US refiners see profitable 2015, 2016 challenges

OREANDA-NEWS. January 29, 2016. US Refiners lifted by low cost crude and strong demand in 2015 must navigate through their own production concerns this year.

A global oversupply of crude has driven down feedstock costs and restored the economic competitiveness of imported light, sweet crude to US coasts refiners. But falling industrial activity and a mild winter have sharply reduced margins for ultra-low sulfur diesel (ULSD) and heating oil just as newly installed distillates capacity at US refinerieshits its stride. It's still unclear if strong US gasoline demand in 2015 can continue in 2016 or if it will fade with the novelty of sharply lower retail fuel prices.

Valero will be the first independent refiner to report fourth quarter 2015 earnings tomorrow, followed by Phillips 66 on 29 January, Tesoro on 2 February, Marathon Petroleum on 3 February and PBF Energy on 11 February.

Facilities able to process sour crudes benefited in the fourth quarter, especially on the US Gulf coast, where crack spreads improved for Southern Green Canyon and Mars crudes, according to Argus assessments. Gulf coast refiners with access to the midcontinent profited early in the quarter amid extensive Chicago-area outages. Phillips 66 and ExxonMobil may have needed to replace barrels in the region, and Marathon Petroleum had maintenance underway at the time.

The regional gasoline spread between the Gulf coast and lower midcontinent averaged higher than the five-year average by almost 70pc. Chicago averaged 60pc higher than the five year-average, although itwas not as strong as the same period last year. Arbitrage reversed in mid-November after almost eight weeks as refineries, including BP's 410,000 b/d Whiting, Indiana, facility and Phillips 66's 356,000 b/d joint venture Wood River plant in Roxana, Illinois, wrapped up maintenance

West coast refiners continued to profit from ongoing maintenance in late 2015, including shut-in gasoline production at the 155,000 b/d ExxonMobil refinery in Torrance, California.

2016 supply challenges

Seasonal maintenance has begun to cut throughputs in the Gulf this quarter, as refiners there are expected to work on crude units for most of the rest of the quarter. The work may give the industry a chance to whittle down high inventory levels.

Commercial inventories of ULSD have swollen to record volumes in January, led by the Atlantic coast — a major winter demand center for the fuel — where inventories are more than 46pc higher than the same month last year.

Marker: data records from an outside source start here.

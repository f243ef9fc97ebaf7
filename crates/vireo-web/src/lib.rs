//! # vireo-web
//!
//! Browser runtime for the Vireo client router. Implements the platform
//! traits of `vireo-router` over `web-sys` (History API, viewport scrolling,
//! repaint timing) and wires the DOM event sources - link clicks, `popstate`,
//! scrolling, page hide/show - into the render pipeline.
//!
//! The entry point is [`install_client_router`]: the meta-framework's
//! generated client glue constructs its [`PageContextBuilder`] over the
//! page's JS exports and installs the router once per page load.
//!
//! [`PageContextBuilder`]: vireo_router::PageContextBuilder

use wasm_bindgen::prelude::*;

mod error;
mod history;
mod install;
mod links;
mod scroll;

pub use error::InstallError;
pub use history::BrowserHistory;
pub use install::install_client_router;
pub use links::{DISABLE_INTERCEPTION_PROP, add_link_prefetch_handlers};
pub use scroll::BrowserScroll;

/// Better panic messages in the browser console.
#[wasm_bindgen(start)]
pub fn init() {
    #[cfg(feature = "console_error_panic_hook")]
    console_error_panic_hook::set_once();
}
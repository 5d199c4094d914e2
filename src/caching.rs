//! Conditional GET caching in front of any [`Transport`]
//!
//! Each successful GET whose response carries the validation header (by
//! default `Last-Modified`) leaves two entries in the store, keyed by the
//! normalized request URL:
//!
//! * `{url}:timestamp` holds the raw validator value
//! * `{url}:response` holds the response as JSON
//!
//! The next GET for the same URL sends the validator back as
//! `If-Modified-Since`. A `304 Not Modified` answer is then replaced by the
//! stored response, flagged with `from_cache`.

use async_trait::async_trait;
use chrono::Utc;
use serde::{Deserialize, Deserializer, Serialize, Serializer};
use tracing::{debug, info, warn};
use url::Url;

use crate::config::CacheConfig;
use crate::convert::parse_timestamp;
use crate::error::{Error, Result};
use crate::store::CacheStore;
use crate::transport::{Headers, HttpRequest, HttpResponse, Method, Transport};

pub const DEFAULT_VALIDATION_HEADER: &str = "last-modified";

const KEPT_HEADERS: [&str; 4] = ["content-type", "last-modified", "etag", "cache-control"];

/// A response as persisted under the `:response` key
#[derive(Debug, Clone, PartialEq, Serialize, Deserialize)]
pub struct StoredResponse {
    pub status: u16,
    pub headers: Headers,
    #[serde(serialize_with = "serialize_hex", deserialize_with = "deserialize_hex")]
    pub body: Vec<u8>,
    pub url: String,
}

impl StoredResponse {
    /// Keep the body and the headers needed to replay the response
    pub fn capture(response: &HttpResponse, validation_header: &str) -> Self {
        let headers = response
            .headers
            .iter()
            .filter(|(name, _)| {
                KEPT_HEADERS.contains(&name.as_str()) || name.eq_ignore_ascii_case(validation_header)
            })
            .map(|(name, value)| (name.clone(), value.clone()))
            .collect();

        Self {
            status: response.status,
            headers,
            body: response.body.clone(),
            url: response.url.clone(),
        }
    }

    pub fn into_response(self) -> HttpResponse {
        HttpResponse {
            status: self.status,
            headers: self.headers,
            body: self.body,
            url: self.url,
            from_cache: true,
        }
    }
}

fn serialize_hex<S: Serializer>(body: &[u8], serializer: S) -> std::result::Result<S::Ok, S::Error> {
    serializer.serialize_str(&hex::encode(body))
}

fn deserialize_hex<'de, D: Deserializer<'de>>(deserializer: D) -> std::result::Result<Vec<u8>, D::Error> {
    let encoded = String::deserialize(deserializer)?;
    hex::decode(encoded).map_err(serde::de::Error::custom)
}

/// Canonical form of a URL used as the cache key.
///
/// Drops the fragment and the ignored query parameters, then sorts what is
/// left by name and value. Applying it twice gives the same string.
pub fn normalize(url: &str, ignore_params: &[String]) -> Result<String> {
    let mut parsed = Url::parse(url).map_err(|e| Error::InvalidUrl {
        url: url.to_string(),
        details: e.to_string(),
    })?;
    parsed.set_fragment(None);

    let mut pairs: Vec<(String, String)> = parsed
        .query_pairs()
        .filter(|(name, _)| !ignore_params.iter().any(|ignored| ignored == name))
        .map(|(name, value)| (name.into_owned(), value.into_owned()))
        .collect();
    pairs.sort();

    if pairs.is_empty() {
        parsed.set_query(None);
    } else {
        parsed.query_pairs_mut().clear().extend_pairs(pairs);
    }

    Ok(parsed.to_string())
}

/// Full URL of a request, with its params appended to the query string
pub fn request_url(request: &HttpRequest) -> Result<Url> {
    let mut url = Url::parse(&request.url).map_err(|e| Error::InvalidUrl {
        url: request.url.clone(),
        details: e.to_string(),
    })?;
    if !request.params.is_empty() {
        url.query_pairs_mut().extend_pairs(&request.params);
    }
    Ok(url)
}

/// Stored validators are sent back as HTTP dates when they can be read as a
/// point in time, and verbatim otherwise.
fn if_modified_since(stored: &str) -> String {
    match parse_timestamp(stored.trim()) {
        Some(timestamp) => timestamp
            .with_timezone(&Utc)
            .format("%a, %d %b %Y %H:%M:%S GMT")
            .to_string(),
        None => stored.to_string(),
    }
}

/// Transport decorator performing conditional GETs against a store
pub struct ConditionalCache<T, S> {
    inner: T,
    store: S,
    ignore_params: Vec<String>,
    validation_header: String,
}

impl<T: Transport, S: CacheStore> ConditionalCache<T, S> {
    pub fn new(inner: T, store: S) -> Self {
        Self {
            inner,
            store,
            ignore_params: Vec::new(),
            validation_header: DEFAULT_VALIDATION_HEADER.to_string(),
        }
    }

    pub fn from_config(inner: T, store: S, config: &CacheConfig) -> Self {
        Self::new(inner, store)
            .with_ignore_params(config.ignore_params.iter().cloned())
            .with_validation_header(&config.validation_header)
    }

    /// Query parameters left out of the cache key
    pub fn with_ignore_params(mut self, params: impl IntoIterator<Item = String>) -> Self {
        self.ignore_params = params.into_iter().collect();
        self
    }

    /// Response header whose value validates the stored copy
    pub fn with_validation_header(mut self, name: &str) -> Self {
        self.validation_header = name.to_ascii_lowercase();
        self
    }

    pub fn store(&self) -> &S {
        &self.store
    }

    pub fn inner(&self) -> &T {
        &self.inner
    }

    pub fn cache_key(&self, request: &HttpRequest) -> Result<String> {
        normalize(request_url(request)?.as_str(), &self.ignore_params)
    }

    async fn replay(&self, key: &str) -> Result<HttpResponse> {
        let response_key = format!("{}:response", key);
        match self.store.read(&response_key).await? {
            Some(bytes) => {
                let stored: StoredResponse = serde_json::from_slice(&bytes)?;
                info!(key, "304 Not Modified, replaying stored response");
                Ok(stored.into_response())
            }
            None => {
                warn!(key, "304 Not Modified but no stored response");
                Err(Error::StaleCacheMiss {
                    key: key.to_string(),
                })
            }
        }
    }

    async fn remember(&self, key: &str, validator: &str, response: &HttpResponse) -> Result<()> {
        let stored = StoredResponse::capture(response, &self.validation_header);
        let encoded = serde_json::to_vec(&stored)?;

        self.store
            .write(&format!("{}:timestamp", key), validator.as_bytes())
            .await?;
        self.store
            .write(&format!("{}:response", key), &encoded)
            .await?;

        debug!(key, validator, bytes = encoded.len(), "stored response");
        Ok(())
    }
}

#[async_trait]
impl<T: Transport, S: CacheStore> Transport for ConditionalCache<T, S> {
    async fn request(&self, mut request: HttpRequest) -> Result<HttpResponse> {
        if request.method != Method::Get {
            return self.inner.request(request).await;
        }

        let key = self.cache_key(&request)?;
        match self.store.read(&format!("{}:timestamp", key)).await {
            Ok(Some(stored)) => {
                let validator = String::from_utf8_lossy(&stored).into_owned();
                debug!(key = %key, validator = %validator, "cache entry found, sending conditional request");
                request
                    .headers
                    .insert("if-modified-since".to_string(), if_modified_since(&validator));
            }
            Ok(None) => debug!(key = %key, "cache miss"),
            Err(error) => warn!(key = %key, error = %error, "cache read failed, sending plain request"),
        }

        let response = self.inner.request(request).await?;
        if response.is_not_modified() {
            return self.replay(&key).await;
        }

        if response.is_success()
            && let Some(validator) = response.header(&self.validation_header)
            && let Err(error) = self.remember(&key, validator, &response).await
        {
            warn!(key = %key, error = %error, "failed to store response");
        }

        Ok(response)
    }
}
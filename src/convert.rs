use std::fmt;
use std::sync::Arc;

use chrono::{DateTime, FixedOffset, NaiveDate, NaiveDateTime};

use crate::document::Node;
use crate::error::ConversionError;
use crate::schema::Representation;

/// A materialized field value
#[derive(Debug, Clone, PartialEq)]
pub enum Value {
    Text(String),
    Integer(i64),
    Float(f64),
    Date(NaiveDate),
    Timestamp(DateTime<FixedOffset>),
    Boolean(bool),
    Nested(Box<Representation>),
    List(Vec<Representation>),
}

impl Value {
    pub fn as_text(&self) -> Option<&str> {
        match self {
            Value::Text(text) => Some(text),
            _ => None,
        }
    }

    pub fn as_integer(&self) -> Option<i64> {
        match self {
            Value::Integer(value) => Some(*value),
            _ => None,
        }
    }

    pub fn as_float(&self) -> Option<f64> {
        match self {
            Value::Float(value) => Some(*value),
            Value::Integer(value) => Some(*value as f64),
            _ => None,
        }
    }

    pub fn as_date(&self) -> Option<NaiveDate> {
        match self {
            Value::Date(date) => Some(*date),
            Value::Timestamp(timestamp) => Some(timestamp.date_naive()),
            _ => None,
        }
    }

    pub fn as_timestamp(&self) -> Option<DateTime<FixedOffset>> {
        match self {
            Value::Timestamp(timestamp) => Some(*timestamp),
            _ => None,
        }
    }

    pub fn as_boolean(&self) -> Option<bool> {
        match self {
            Value::Boolean(value) => Some(*value),
            _ => None,
        }
    }

    pub fn as_nested(&self) -> Option<&Representation> {
        match self {
            Value::Nested(representation) => Some(representation),
            _ => None,
        }
    }

    pub fn as_list(&self) -> Option<&[Representation]> {
        match self {
            Value::List(items) => Some(items),
            _ => None,
        }
    }
}

impl From<&str> for Value {
    fn from(value: &str) -> Self {
        Value::Text(value.to_string())
    }
}

impl From<String> for Value {
    fn from(value: String) -> Self {
        Value::Text(value)
    }
}

impl From<i64> for Value {
    fn from(value: i64) -> Self {
        Value::Integer(value)
    }
}

impl From<f64> for Value {
    fn from(value: f64) -> Self {
        Value::Float(value)
    }
}

impl From<bool> for Value {
    fn from(value: bool) -> Self {
        Value::Boolean(value)
    }
}

impl From<NaiveDate> for Value {
    fn from(value: NaiveDate) -> Self {
        Value::Date(value)
    }
}

impl From<DateTime<FixedOffset>> for Value {
    fn from(value: DateTime<FixedOffset>) -> Self {
        Value::Timestamp(value)
    }
}

impl From<Representation> for Value {
    fn from(value: Representation) -> Self {
        Value::Nested(Box::new(value))
    }
}

impl From<Vec<Representation>> for Value {
    fn from(value: Vec<Representation>) -> Self {
        Value::List(value)
    }
}

/// Signature of a user supplied converter
pub type ConvertFn =
    dyn Fn(&str, &Node) -> Result<Option<Value>, ConversionError> + Send + Sync;

/// Turns the node matched by a selector into a [`Value`]
#[derive(Clone)]
pub enum Converter {
    Text,
    Integer,
    Float,
    Date,
    Timestamp,
    Boolean,
    Custom {
        name: &'static str,
        convert: Arc<ConvertFn>,
    },
}

impl fmt::Debug for Converter {
    fn fmt(&self, f: &mut fmt::Formatter<'_>) -> fmt::Result {
        match self {
            Converter::Custom { name, .. } => f.debug_tuple("Custom").field(name).finish(),
            other => f.write_str(other.type_name()),
        }
    }
}

impl Converter {
    /// Build a converter from a closure receiving the field name and matched node
    pub fn custom<F>(name: &'static str, convert: F) -> Self
    where
        F: Fn(&str, &Node) -> Result<Option<Value>, ConversionError> + Send + Sync + 'static,
    {
        Converter::Custom {
            name,
            convert: Arc::new(convert),
        }
    }

    pub fn type_name(&self) -> &'static str {
        match self {
            Converter::Text => "string",
            Converter::Integer => "integer",
            Converter::Float => "float",
            Converter::Date => "date",
            Converter::Timestamp => "timestamp",
            Converter::Boolean => "boolean",
            Converter::Custom { name, .. } => *name,
        }
    }

    pub fn is_boolean(&self) -> bool {
        matches!(self, Converter::Boolean)
    }

    /// Convert the node a selector matched, if any.
    ///
    /// Missing nodes and blank content yield `Ok(None)`; booleans are never
    /// absent and fall back to `false`. Present content that does not parse
    /// as the target type is a [`ConversionError`].
    pub fn convert(&self, field: &str, node: Option<&Node>) -> Result<Option<Value>, ConversionError> {
        let content = node.map(Node::content).unwrap_or_default();
        let trimmed = content.trim();
        let failed = || ConversionError {
            field: field.to_string(),
            raw_text: content.clone(),
            target_type: self.type_name(),
        };

        let value = match self {
            Converter::Boolean => Value::Boolean(trimmed.eq_ignore_ascii_case("true")),
            Converter::Custom { convert, .. } => {
                return node.map_or(Ok(None), |node| convert(field, node));
            }
            _ if trimmed.is_empty() => return Ok(None),
            Converter::Text => Value::Text(content.clone()),
            Converter::Integer => Value::Integer(trimmed.parse().map_err(|_| failed())?),
            Converter::Float => Value::Float(
                trimmed
                    .parse::<f64>()
                    .ok()
                    .filter(|value| value.is_finite())
                    .ok_or_else(failed)?,
            ),
            Converter::Date => Value::Date(parse_date(trimmed).ok_or_else(failed)?),
            Converter::Timestamp => Value::Timestamp(parse_timestamp(trimmed).ok_or_else(failed)?),
        };
        Ok(Some(value))
    }
}

/// Calendar date from `YYYY-MM-DD`, ignoring any time part that follows
pub fn parse_date(text: &str) -> Option<NaiveDate> {
    let date_part = text
        .split(|c: char| c == 'T' || c.is_whitespace())
        .next()
        .unwrap_or(text);
    NaiveDate::parse_from_str(date_part, "%Y-%m-%d")
        .ok()
        .or_else(|| parse_timestamp(text).map(|ts| ts.date_naive()))
}

/// Point in time from RFC 3339, ISO-8601-like or RFC 2822 text.
///
/// Text without an offset is read as UTC.
pub fn parse_timestamp(text: &str) -> Option<DateTime<FixedOffset>> {
    if let Ok(timestamp) = DateTime::parse_from_rfc3339(text) {
        return Some(timestamp);
    }
    for format in ["%Y-%m-%dT%H:%M:%S%:z", "%Y-%m-%dT%H:%M:%S%.f%:z", "%Y-%m-%d %H:%M:%S%:z"] {
        if let Ok(timestamp) = DateTime::parse_from_str(text, format) {
            return Some(timestamp);
        }
    }
    if let Ok(timestamp) = DateTime::parse_from_rfc2822(text) {
        return Some(timestamp);
    }
    for format in ["%Y-%m-%dT%H:%M:%S", "%Y-%m-%d %H:%M:%S", "%Y-%m-%dT%H:%M:%S%.f"] {
        if let Ok(naive) = NaiveDateTime::parse_from_str(text, format) {
            return Some(naive.and_utc().fixed_offset());
        }
    }
    None
}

Gasoline margins have provided some unseasonable lift, however. Implied gasoline demand so far this year is 7pc higher than normal, according to the Energy Information Administration. Refiners have chased those customers, despite very high inventories, by ratcheting up gasoline production in the midcontinent, Atlantic and Gulf coasts, according to the Energy Information Administration.

But profit margins in January so far still lag the same month last year. Crack spreads slumped for midcontinent and Gulf coast sweet crude refiners, while arbitrage out of the Gulf coast has closed heading to the northeast and reversed into the midcontinent.

A year of attractive west coast refining margins may soon draw to a close as well. ExxonMobil has not commented on restart plans at Torrance, but PBF Energy, which plans to buy the refinery, said late last year that start up could begin in February. The return of that key southern California gasoline supplier would restore more traditional, lower profit margins that keep refiners there grumbling.